VHS fetishism occupies a peculiar space in cinema. It’s a part of the arch-camp that defines the style of the filmmakers in the Troma set, but it also maintains a confused relationship with the self-awareness that’s such a defining trait of camp. Videophiles find themselves enamored with both the shoestring aesthetics and the unabashed earnestness of filmmakers from Ed Wood to Ti West. Panos Cosmatos’ Beyond the Black Rainbow is a film heavily in thrall to the nascent VHS cult, drawing deeply from a tradition of marginalized genre and distorted aesthetic.
Story occupies only a fraction of Cosmatos’s project, while the fragments of Black Rainbow’s plot that are comprehensible tend to bleakness. There is a laboratory where an evil doctor works. According to the infomercial that opens the film, a researcher has discovered a means for generating happiness in subjects who enroll at the facility. As the film continues, it becomes clear the lab is occupied by only one patient, one doctor, and one assistant. Another doctor, Arboria — the founder and namesake of the facility — lies sedated and dying a few floors above. The patient, Elena (Eva Allan), suffers from an unimaginable psychic distress that comes accompanied by an unruly telekinesis. The doctor, Barry Nyle (Michael Rogers), practices a horrifying brand of psychotherapy; he is able to control the intensity of Elena’s pain with the turn of a knob. The assistant exists mostly because the second act needs a mutilated body. This is pretty much all the narrative Cosmatos gives the viewer; motivation isn’t discussed or addressed. The facility and its characters exist entirely so that Cosmatos can exercise his staggeringly impressive visual imagination.
The simplest visual analogue for Cosmatos’s designs would be Kubrick in 2001, but the intensity of color and contrast, the severity of objects and rituals, and the juxtapositions of horrific and vulnerable are all products of the director’s originality. He heaps image after image upon the viewer, paired with a score that alternates between ominous drone and the sort of techno that dominated darker film montages in the 80s. Unfortunately, Cosmatos is so enamored with creating his twisted psychedelia that he’s unable to communicate his ideas; rather than have style serve as text, the film instead ends up an incoherent series of images that haunt only up until they start to bore. Everything moves obnoxiously slowly; there is little dialogue, but when people speak they do so only in the same sluggish, exhausting cadence. Dr. Nyle is insane and has been for a long time; he’s reached a moment where he wants to both sexually overpower and physically destroy his patient, the near-paralytic young girl over whom his control is total. The source of Nyles’s insanity is unknown, as is Elena’s origin, and the film’s unwillingness to bend its aesthetic enough to let the viewer develop a relationship with any character makes it hard to care what happens to either protagonist. Given the film’s conclusion — a short chase scene; some lazy, random deaths; a faux-sinister and overserious final image — it’s not hard to imagine that Cosmatos doesn’t care what happens to his characters, either. They exist only so he can have a laboratory for his aesthetic.
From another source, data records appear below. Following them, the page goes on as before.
//! The fiber capability context.

use crate::cx::scope::ScopeHandle;
use crate::error::Error;
use crate::record::ScopeRole;
use crate::runtime::handle::FiberHandle;
use crate::runtime::shared::Shared;
use crate::runtime::timer::Sleep;
use crate::runtime::yield_now::YieldNow;
use crate::types::{FiberId, ForkPolicy, InterruptCause};
use std::future::Future;
use std::pin::Pin;
use std::sync::Arc;
use std::task::{Context, Poll};
use std::time::Duration;

/// The context threaded through every fiber computation.
///
/// A `Cx` identifies the running fiber, carries the ambient scope captured
/// at its fork site, and grants access to the runtime: forking, yielding,
/// sleeping, checkpoints, masking, and scope creation all go through it.
///
/// `Cx` is cheap to clone. Scope resolution is a function of the values
/// in hand, never of hidden carrier-local state.
#[derive(Clone)]
pub struct Cx {
    fiber: FiberId,
    scope: Option<crate::types::ScopeId>,
    shared: Arc<Shared>,
}

impl Cx {
    pub(crate) fn new(
        fiber: FiberId,
        scope: Option<crate::types::ScopeId>,
        shared: Arc<Shared>,
    ) -> Self {
        Self {
            fiber,
            scope,
            shared,
        }
    }

    /// Returns the id of the fiber this context belongs to.
    #[must_use]
    pub fn fiber_id(&self) -> FiberId {
        self.fiber
    }

    /// Returns the ambient scope captured at this call site, if any.
    #[must_use]
    pub fn current_scope(&self) -> Option<ScopeHandle> {
        self.scope
            .map(|scope| ScopeHandle::new(scope, self.shared.clone()))
    }

    /// Returns a context whose ambient scope is `scope`.
    ///
    /// Scoped forks made through the returned context attach to `scope`.
    #[must_use]
    pub fn in_scope(&self, scope: &ScopeHandle) -> Self {
        Self {
            fiber: self.fiber,
            scope: Some(scope.id()),
            shared: self.shared.clone(),
        }
    }

    /// Creates a local scope owned by this fiber.
    ///
    /// The scope is closed explicitly via [`ScopeHandle::close`]; if this
    /// fiber is interrupted first, its unfinished owned scopes are closed
    /// LIFO during unwinding.
    #[must_use]
    pub fn make_scope(&self) -> ScopeHandle {
        let scope =
            self.shared
                .state
                .lock()
                .create_scope(ScopeRole::Local, self.scope, Some(self.fiber));
        ScopeHandle::new(scope, self.shared.clone())
    }

    /// Forks a fiber under automatic supervision.
    ///
    /// The child is linked to this fiber; when this fiber reaches `Done`,
    /// the child receives an interrupt request. The child is enqueued but
    /// does not run until this fiber suspends, yields, or completes.
    pub fn fork<F, Fut, T>(&self, f: F) -> Result<FiberHandle<T>, Error>
    where
        F: FnOnce(Cx) -> Fut + Send + 'static,
        Fut: Future<Output = Result<T, Error>> + Send + 'static,
        T: Send + 'static,
    {
        self.shared
            .fork_with(ForkPolicy::Supervised, Some(self.fiber), self.scope, f)
    }

    /// Forks a daemon fiber attached to the global scope.
    ///
    /// Daemon fibers outlive their forker; only runtime shutdown (or
    /// natural completion) ends them.
    pub fn fork_daemon<F, Fut, T>(&self, f: F) -> Result<FiberHandle<T>, Error>
    where
        F: FnOnce(Cx) -> Fut + Send + 'static,
        Fut: Future<Output = Result<T, Error>> + Send + 'static,
        T: Send + 'static,
    {
        self.shared
            .fork_with(ForkPolicy::Daemon, Some(self.fiber), self.scope, f)
    }

    /// Forks a fiber attached to the ambient scope.
    ///
    /// Falls back to the global scope when no local scope is ambient. The
    /// forker's termination has no effect on the child; only the scope's
    /// close (or natural completion) does.
    pub fn fork_scoped<F, Fut, T>(&self, f: F) -> Result<FiberHandle<T>, Error>
    where
        F: FnOnce(Cx) -> Fut + Send + 'static,
        Fut: Future<Output = Result<T, Error>> + Send + 'static,
        T: Send + 'static,
    {
        self.shared
            .fork_with(ForkPolicy::Scoped, Some(self.fiber), self.scope, f)
    }

    /// Forks a fiber attached to an explicitly supplied scope.
    ///
    /// Fails with `ScopeClosed` if the scope has already begun closing.
    pub fn fork_in<F, Fut, T>(&self, scope: &ScopeHandle, f: F) -> Result<FiberHandle<T>, Error>
    where
        F: FnOnce(Cx) -> Fut + Send + 'static,
        Fut: Future<Output = Result<T, Error>> + Send + 'static,
        T: Send + 'static,
    {
        self.shared
            .fork_with(ForkPolicy::Into(scope.id()), Some(self.fiber), self.scope, f)
    }

    /// Yields to the scheduler, re-enqueueing this fiber at the back of the
    /// ready lane.
    #[must_use]
    pub fn yield_now(&self) -> YieldNow {
        YieldNow {
            shared: self.shared.clone(),
            fiber: self.fiber,
            yielded: false,
        }
    }

    /// Sleeps for `duration` of runtime time.
    #[must_use]
    pub fn sleep(&self, duration: Duration) -> Sleep {
        Sleep {
            shared: self.shared.clone(),
            fiber: self.fiber,
            duration,
            deadline: None,
        }
    }

    /// A cooperative interruption checkpoint.
    ///
    /// If an unmasked interrupt is pending, the fiber suspends here and
    /// unwinds on its next dispatch; otherwise this resolves immediately.
    /// Long synchronous segments should checkpoint periodically.
    #[must_use]
    pub fn checkpoint(&self) -> Checkpoint {
        Checkpoint {
            shared: self.shared.clone(),
            fiber: self.fiber,
        }
    }

    /// Returns true if an interrupt has been requested for this fiber.
    #[must_use]
    pub fn is_interrupt_requested(&self) -> bool {
        self.shared
            .state
            .lock()
            .fiber(self.fiber)
            .is_some_and(|f| f.interrupt.is_some())
    }

    /// Masks interruption until the returned guard drops.
    ///
    /// Checkpoints inside a masked section do not observe the flag; use this
    /// around cleanup that must not be torn mid-way. Nesting is counted.
    #[must_use]
    pub fn mask(&self) -> MaskGuard {
        if let Some(record) = self.shared.state.lock().fiber_mut(self.fiber) {
            record.increment_mask();
        }
        MaskGuard {
            shared: self.shared.clone(),
            fiber: self.fiber,
        }
    }

    /// Runs `f` with interruption masked.
    pub fn masked<R>(&self, f: impl FnOnce() -> R) -> R {
        let _guard = self.mask();
        f()
    }

    /// Requests interruption of this fiber itself.
    ///
    /// Observed at the next checkpoint like any other request.
    pub fn interrupt_self(&self, message: &'static str) {
        self.shared
            .interrupt_fiber(self.fiber, InterruptCause::explicit(message));
    }
}

impl std::fmt::Debug for Cx {
    fn fmt(&self, f: &mut std::fmt::Formatter<'_>) -> std::fmt::Result {
        f.debug_struct("Cx")
            .field("fiber", &self.fiber)
            .field("scope", &self.scope)
            .finish_non_exhaustive()
    }
}

/// Future returned by [`Cx::checkpoint`].
pub struct Checkpoint {
    shared: Arc<Shared>,
    fiber: FiberId,
}

impl Future for Checkpoint {
    type Output = ();

    fn poll(self: Pin<&mut Self>, cx: &mut Context<'_>) -> Poll<Self::Output> {
        let pending = self
            .shared
            .state
            .lock()
            .fiber(self.fiber)
            .is_some_and(|f| f.wants_interrupt());
        if pending {
            // Hand control back; the next dispatch acknowledges the flag.
            cx.waker().wake_by_ref();
            Poll::Pending
        } else {
            Poll::Ready(())
        }
    }
}

/// Guard returned by [`Cx::mask`]; unmasks on drop.
pub struct MaskGuard {
    shared: Arc<Shared>,
    fiber: FiberId,
}

impl Drop for MaskGuard {
    fn drop(&mut self) {
        if let Some(record) = self.shared.state.lock().fiber_mut(self.fiber) {
            record.decrement_mask();
        }
    }
}
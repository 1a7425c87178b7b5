//! Timer heap for sleeping fibers.
//!
//! Sleeping is a suspension reason, not a timeout policy: a fiber that goes
//! to sleep parks itself here and is woken when the runtime's clock passes
//! its deadline. The deterministic executor advances virtual time to the
//! next deadline when no fiber is ready; the threaded runtime drives the
//! heap from a timer thread against the monotonic clock.

use crate::types::Time;
use std::cmp::Reverse;
use std::collections::BinaryHeap;
use std::task::Waker;

struct TimerEntry {
    at: Time,
    seq: u64,
    waker: Waker,
}

impl PartialEq for TimerEntry {
    fn eq(&self, other: &Self) -> bool {
        self.at == other.at && self.seq == other.seq
    }
}

impl Eq for TimerEntry {}

impl PartialOrd for TimerEntry {
    fn partial_cmp(&self, other: &Self) -> Option<std::cmp::Ordering> {
        Some(self.cmp(other))
    }
}

impl Ord for TimerEntry {
    fn cmp(&self, other: &Self) -> std::cmp::Ordering {
        (self.at, self.seq).cmp(&(other.at, other.seq))
    }
}

/// A min-heap of sleep deadlines.
#[derive(Default)]
pub struct TimerHeap {
    entries: BinaryHeap<Reverse<TimerEntry>>,
    seq: u64,
}

impl TimerHeap {
    /// Creates an empty heap.
    #[must_use]
    pub fn new() -> Self {
        Self::default()
    }

    /// Registers a waker to fire once the clock reaches `at`.
    pub fn register(&mut self, at: Time, waker: Waker) {
        let seq = self.seq;
        self.seq += 1;
        self.entries.push(Reverse(TimerEntry { at, seq, waker }));
    }

    /// Returns the earliest pending deadline.
    #[must_use]
    pub fn next_deadline(&self) -> Option<Time> {
        self.entries.peek().map(|Reverse(e)| e.at)
    }

    /// Pops every waker whose deadline is at or before `now`.
    pub fn pop_due(&mut self, now: Time) -> Vec<Waker> {
        let mut due = Vec::new();
        while let Some(Reverse(head)) = self.entries.peek() {
            if head.at > now {
                break;
            }
            let Some(Reverse(entry)) = self.entries.pop() else {
                break;
            };
            due.push(entry.waker);
        }
        due
    }

    /// Returns the number of pending timers.
    #[must_use]
    pub fn len(&self) -> usize {
        self.entries.len()
    }

    /// Returns true if no timers are pending.
    #[must_use]
    pub fn is_empty(&self) -> bool {
        self.entries.is_empty()
    }
}

/// Future returned by `Cx::sleep`.
///
/// Suspends the fiber with reason `Sleeping(deadline)` until the runtime
/// clock passes the deadline. Sleeping is wake-correct under interruption:
/// an interrupt request re-admits the fiber immediately and the stale timer
/// entry later fires as a harmless no-op.
pub struct Sleep {
    pub(crate) shared: std::sync::Arc<crate::runtime::shared::Shared>,
    pub(crate) fiber: crate::types::FiberId,
    pub(crate) duration: std::time::Duration,
    pub(crate) deadline: Option<Time>,
}

impl std::future::Future for Sleep {
    type Output = ();

    fn poll(
        self: std::pin::Pin<&mut Self>,
        cx: &mut std::task::Context<'_>,
    ) -> std::task::Poll<Self::Output> {
        let this = self.get_mut();

        let deadline = match this.deadline {
            Some(deadline) => deadline,
            None => {
                let state = this.shared.state.lock();
                let deadline = this.shared.now_with(&state) + this.duration;
                drop(state);
                this.deadline = Some(deadline);
                deadline
            }
        };

        if this.shared.now() >= deadline {
            return std::task::Poll::Ready(());
        }

        if let Some(record) = this.shared.state.lock().fiber_mut(this.fiber) {
            record.set_pending_reason(crate::types::SuspendReason::Sleeping(deadline));
        }
        this.shared.register_timer(deadline, cx.waker().clone());
        std::task::Poll::Pending
    }
}

impl std::fmt::Debug for TimerHeap {
    fn fmt(&self, f: &mut std::fmt::Formatter<'_>) -> std::fmt::Result {
        f.debug_struct("TimerHeap")
            .field("pending", &self.entries.len())
            .field("next", &self.next_deadline())
            .finish()
    }
}
//! The fiber context and scope API.
//!
//! [`Cx`] is the capability a fiber's computation receives: every fork entry
//! point, the cooperative primitives (yield, sleep, checkpoint), and ambient
//! scope capture flow through it explicitly. There is no hidden thread-local
//! context; whoever holds a `Cx` can be audited for what it can reach.

#[allow(clippy::module_inception)]
pub mod cx;
pub mod scope;

pub use cx::{Checkpoint, Cx, MaskGuard};
pub use scope::{CloseScope, ScopeHandle};
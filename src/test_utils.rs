//! Shared helpers for unit and integration tests.
//!
//! - Consistent tracing-based logging initialization
//! - Executor constructors
//! - Small assertion helpers for outcomes

use crate::error::Error;
use crate::runtime::Executor;
use crate::types::Outcome;
use std::sync::Once;

static INIT_LOGGING: Once = Once::new();

/// Initializes test logging with trace-level output.
///
/// Safe to call multiple times; only the first call takes effect.
pub fn init_test_logging() {
    init_test_logging_with_level(tracing::Level::TRACE);
}

/// Initializes test logging with a custom level. First call wins.
pub fn init_test_logging_with_level(level: tracing::Level) {
    INIT_LOGGING.call_once(|| {
        let _ = tracing_subscriber::fmt()
            .with_max_level(level)
            .with_test_writer()
            .with_target(true)
            .with_ansi(false)
            .try_init();
    });
}

/// Creates a deterministic executor with logging initialized.
#[must_use]
pub fn test_executor() -> Executor {
    init_test_logging();
    Executor::new()
}

/// Unwraps a `Success` outcome or panics with a readable message.
#[track_caller]
pub fn expect_success<T>(outcome: Outcome<T>) -> T {
    match outcome {
        Outcome::Success(value) => value,
        Outcome::Failure(e) => panic!("expected Success, got Failure: {e}"),
        Outcome::Interrupted(c) => panic!("expected Success, got Interrupted: {c}"),
    }
}

/// Asserts that an outcome is `Interrupted` and returns its cause.
#[track_caller]
pub fn expect_interrupted<T>(outcome: Outcome<T>) -> crate::types::InterruptCause {
    match outcome {
        Outcome::Interrupted(cause) => cause,
        Outcome::Success(_) => panic!("expected Interrupted, got Success"),
        Outcome::Failure(e) => panic!("expected Interrupted, got Failure: {e}"),
    }
}

/// Convenience `Ok` with the crate error type, for fiber bodies in tests.
pub fn ok<T>(value: T) -> Result<T, Error> {
    Ok(value)
}
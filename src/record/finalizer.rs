//! Finalizers and their LIFO stack.
//!
//! Finalizers run when their owning scope closes, in reverse registration
//! order, after every attached fiber has completed. A finalizer failure is
//! collected, never fatal to the remaining finalizers.

use crate::error::Error;
use std::future::Future;
use std::pin::Pin;

/// A cleanup action registered on a scope.
pub enum Finalizer {
    /// Synchronous finalizer, run directly by whichever carrier drives the
    /// close.
    Sync(Box<dyn FnOnce() -> Result<(), Error> + Send>),
    /// Asynchronous finalizer, awaited during the close sequence.
    Async(Pin<Box<dyn Future<Output = Result<(), Error>> + Send>>),
}

impl Finalizer {
    /// Wraps a synchronous closure.
    pub fn sync<F>(f: F) -> Self
    where
        F: FnOnce() -> Result<(), Error> + Send + 'static,
    {
        Self::Sync(Box::new(f))
    }

    /// Wraps a future.
    pub fn asynchronous<Fut>(future: Fut) -> Self
    where
        Fut: Future<Output = Result<(), Error>> + Send + 'static,
    {
        Self::Async(Box::pin(future))
    }
}

impl std::fmt::Debug for Finalizer {
    fn fmt(&self, f: &mut std::fmt::Formatter<'_>) -> std::fmt::Result {
        match self {
            Self::Sync(_) => f.debug_tuple("Sync").field(&"<closure>").finish(),
            Self::Async(_) => f.debug_tuple("Async").field(&"<future>").finish(),
        }
    }
}

/// A stack of finalizers, popped in LIFO order during scope close.
#[derive(Debug, Default)]
pub struct FinalizerStack {
    items: Vec<Finalizer>,
}

impl FinalizerStack {
    /// Creates an empty stack.
    #[must_use]
    pub fn new() -> Self {
        Self::default()
    }

    /// Pushes a finalizer.
    pub fn push(&mut self, finalizer: Finalizer) {
        self.items.push(finalizer);
    }

    /// Pops the next finalizer to run (reverse registration order).
    pub fn pop(&mut self) -> Option<Finalizer> {
        self.items.pop()
    }

    /// Drains all remaining finalizers, newest first.
    pub fn drain(&mut self) -> Vec<Finalizer> {
        let mut items = std::mem::take(&mut self.items);
        items.reverse();
        items
    }

    /// Returns the number of pending finalizers.
    #[must_use]
    pub fn len(&self) -> usize {
        self.items.len()
    }

    /// Returns true if no finalizers are pending.
    #[must_use]
    pub fn is_empty(&self) -> bool {
        self.items.is_empty()
    }
}
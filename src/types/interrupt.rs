//! Interrupt cause types.
//!
//! Interruption is a first-class protocol: every interrupt request carries a
//! cause describing who asked and why, so a fiber's `Interrupted` outcome can
//! be attributed. Repeated requests merge by severity rather than racing.

use core::fmt;

/// The kind of interrupt request.
#[derive(Debug, Clone, Copy, PartialEq, Eq, Hash, PartialOrd, Ord)]
pub enum InterruptKind {
    /// Explicit interruption requested through a fiber handle.
    Explicit,
    /// The supervising parent fiber reached `Done`.
    ParentDone,
    /// The scope the fiber was attached to closed.
    ScopeClosed,
    /// Runtime shutdown (global scope closing).
    Shutdown,
}

impl InterruptKind {
    /// Returns the severity of this kind; higher severities win when
    /// requests merge.
    #[must_use]
    pub const fn severity(self) -> u8 {
        match self {
            Self::Explicit => 0,
            Self::ParentDone => 1,
            Self::ScopeClosed => 2,
            Self::Shutdown => 3,
        }
    }
}

impl fmt::Display for InterruptKind {
    fn fmt(&self, f: &mut fmt::Formatter<'_>) -> fmt::Result {
        match self {
            Self::Explicit => write!(f, "explicit"),
            Self::ParentDone => write!(f, "parent done"),
            Self::ScopeClosed => write!(f, "scope closed"),
            Self::Shutdown => write!(f, "shutdown"),
        }
    }
}

/// Why a fiber was (or is being) interrupted.
#[derive(Debug, Clone, PartialEq, Eq)]
pub struct InterruptCause {
    /// The kind of interruption.
    pub kind: InterruptKind,
    /// Optional static message for diagnostics.
    pub message: Option<&'static str>,
}

impl InterruptCause {
    /// Creates a cause with the given kind and no message.
    #[must_use]
    pub const fn new(kind: InterruptKind) -> Self {
        Self {
            kind,
            message: None,
        }
    }

    /// Creates an explicit cause with a message.
    #[must_use]
    pub const fn explicit(message: &'static str) -> Self {
        Self {
            kind: InterruptKind::Explicit,
            message: Some(message),
        }
    }

    /// Creates a parent-done cause.
    #[must_use]
    pub const fn parent_done() -> Self {
        Self::new(InterruptKind::ParentDone)
    }

    /// Creates a scope-closed cause.
    #[must_use]
    pub const fn scope_closed() -> Self {
        Self::new(InterruptKind::ScopeClosed)
    }

    /// Creates a shutdown cause.
    #[must_use]
    pub const fn shutdown() -> Self {
        Self::new(InterruptKind::Shutdown)
    }

    /// Merges another cause into this one, keeping the more severe kind.
    ///
    /// For equal kinds a present message beats an absent one, and the
    /// lexicographically smaller message wins so merges stay deterministic
    /// regardless of request order. Returns true if anything changed.
    pub fn strengthen(&mut self, other: &Self) -> bool {
        if other.kind > self.kind {
            self.kind = other.kind;
            self.message = other.message;
            return true;
        }
        if other.kind < self.kind {
            return false;
        }
        match (self.message, other.message) {
            (None, Some(msg)) => {
                self.message = Some(msg);
                true
            }
            (Some(current), Some(candidate)) if candidate < current => {
                self.message = Some(candidate);
                true
            }
            _ => false,
        }
    }

    /// Returns true if this cause came from runtime shutdown.
    #[must_use]
    pub const fn is_shutdown(&self) -> bool {
        matches!(self.kind, InterruptKind::Shutdown)
    }
}

impl Default for InterruptCause {
    fn default() -> Self {
        Self::new(InterruptKind::Explicit)
    }
}

impl fmt::Display for InterruptCause {
    fn fmt(&self, f: &mut fmt::Formatter<'_>) -> fmt::Result {
        write!(f, "{}", self.kind)?;
        if let Some(msg) = self.message {
            write!(f, ": {msg}")?;
        }
        Ok(())
    }
}

#[cfg(test)]
mod tests {
    use super::*;

    #[test]
    fn severity_is_strictly_ordered() {
        assert!(InterruptKind::Explicit.severity() < InterruptKind::ParentDone.severity());
        assert!(InterruptKind::ParentDone.severity() < InterruptKind::ScopeClosed.severity());
        assert!(InterruptKind::ScopeClosed.severity() < InterruptKind::Shutdown.severity());
    }

    #[test]
    fn strengthen_keeps_more_severe_kind() {
        let mut cause = InterruptCause::explicit("stop");
        assert!(cause.strengthen(&InterruptCause::scope_closed()));
        assert_eq!(cause.kind, InterruptKind::ScopeClosed);
        assert_eq!(cause.message, None);

        assert!(!cause.strengthen(&InterruptCause::parent_done()));
        assert_eq!(cause.kind, InterruptKind::ScopeClosed);
    }

    #[test]
    fn strengthen_is_idempotent() {
        let mut cause = InterruptCause::shutdown();
        assert!(!cause.strengthen(&InterruptCause::shutdown()));
        assert_eq!(cause.kind, InterruptKind::Shutdown);
    }

    #[test]
    fn equal_kind_picks_deterministic_message() {
        let mut cause = InterruptCause::explicit("b");
        assert!(cause.strengthen(&InterruptCause::explicit("a")));
        assert_eq!(cause.message, Some("a"));
        assert!(!cause.strengthen(&InterruptCause::explicit("c")));
        assert_eq!(cause.message, Some("a"));
    }

    #[test]
    fn display_includes_message() {
        let cause = InterruptCause::explicit("handle dropped");
        assert_eq!(cause.to_string(), "explicit: handle dropped");
        assert_eq!(InterruptCause::shutdown().to_string(), "shutdown");
    }
}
Genre films often leave the critical apparatus bereft of anything to say; what that apparatus goes in search of, genre films dismiss out of hand (and vice versa). Writing, characterization, catharsis, and thematics are an afterthought for filmmakers like Panos Cosmatos. Instead, he obsesses over color and texture; meditating on the construction of his slickly constructed labyrinth and the violent choreography of his villain’s aggression holds more appeal for him than crafting an accessible narrative for his audience. Which is fine, sometimes: Beyond the Black Rainbow has one extended music break that makes it obvious how brilliant Cosmatos would be directing music videos. Unfortunately, these images would never be enough to sustain a committed viewer for two hours, unless that viewer was the sort of devoted genre acolyte for whom whole festivals and online communities exist. For the rest of us, Black Rainbow will remain frustratingly out of reach, an object only enjoyable as mute ornament, not as significant filmmaking.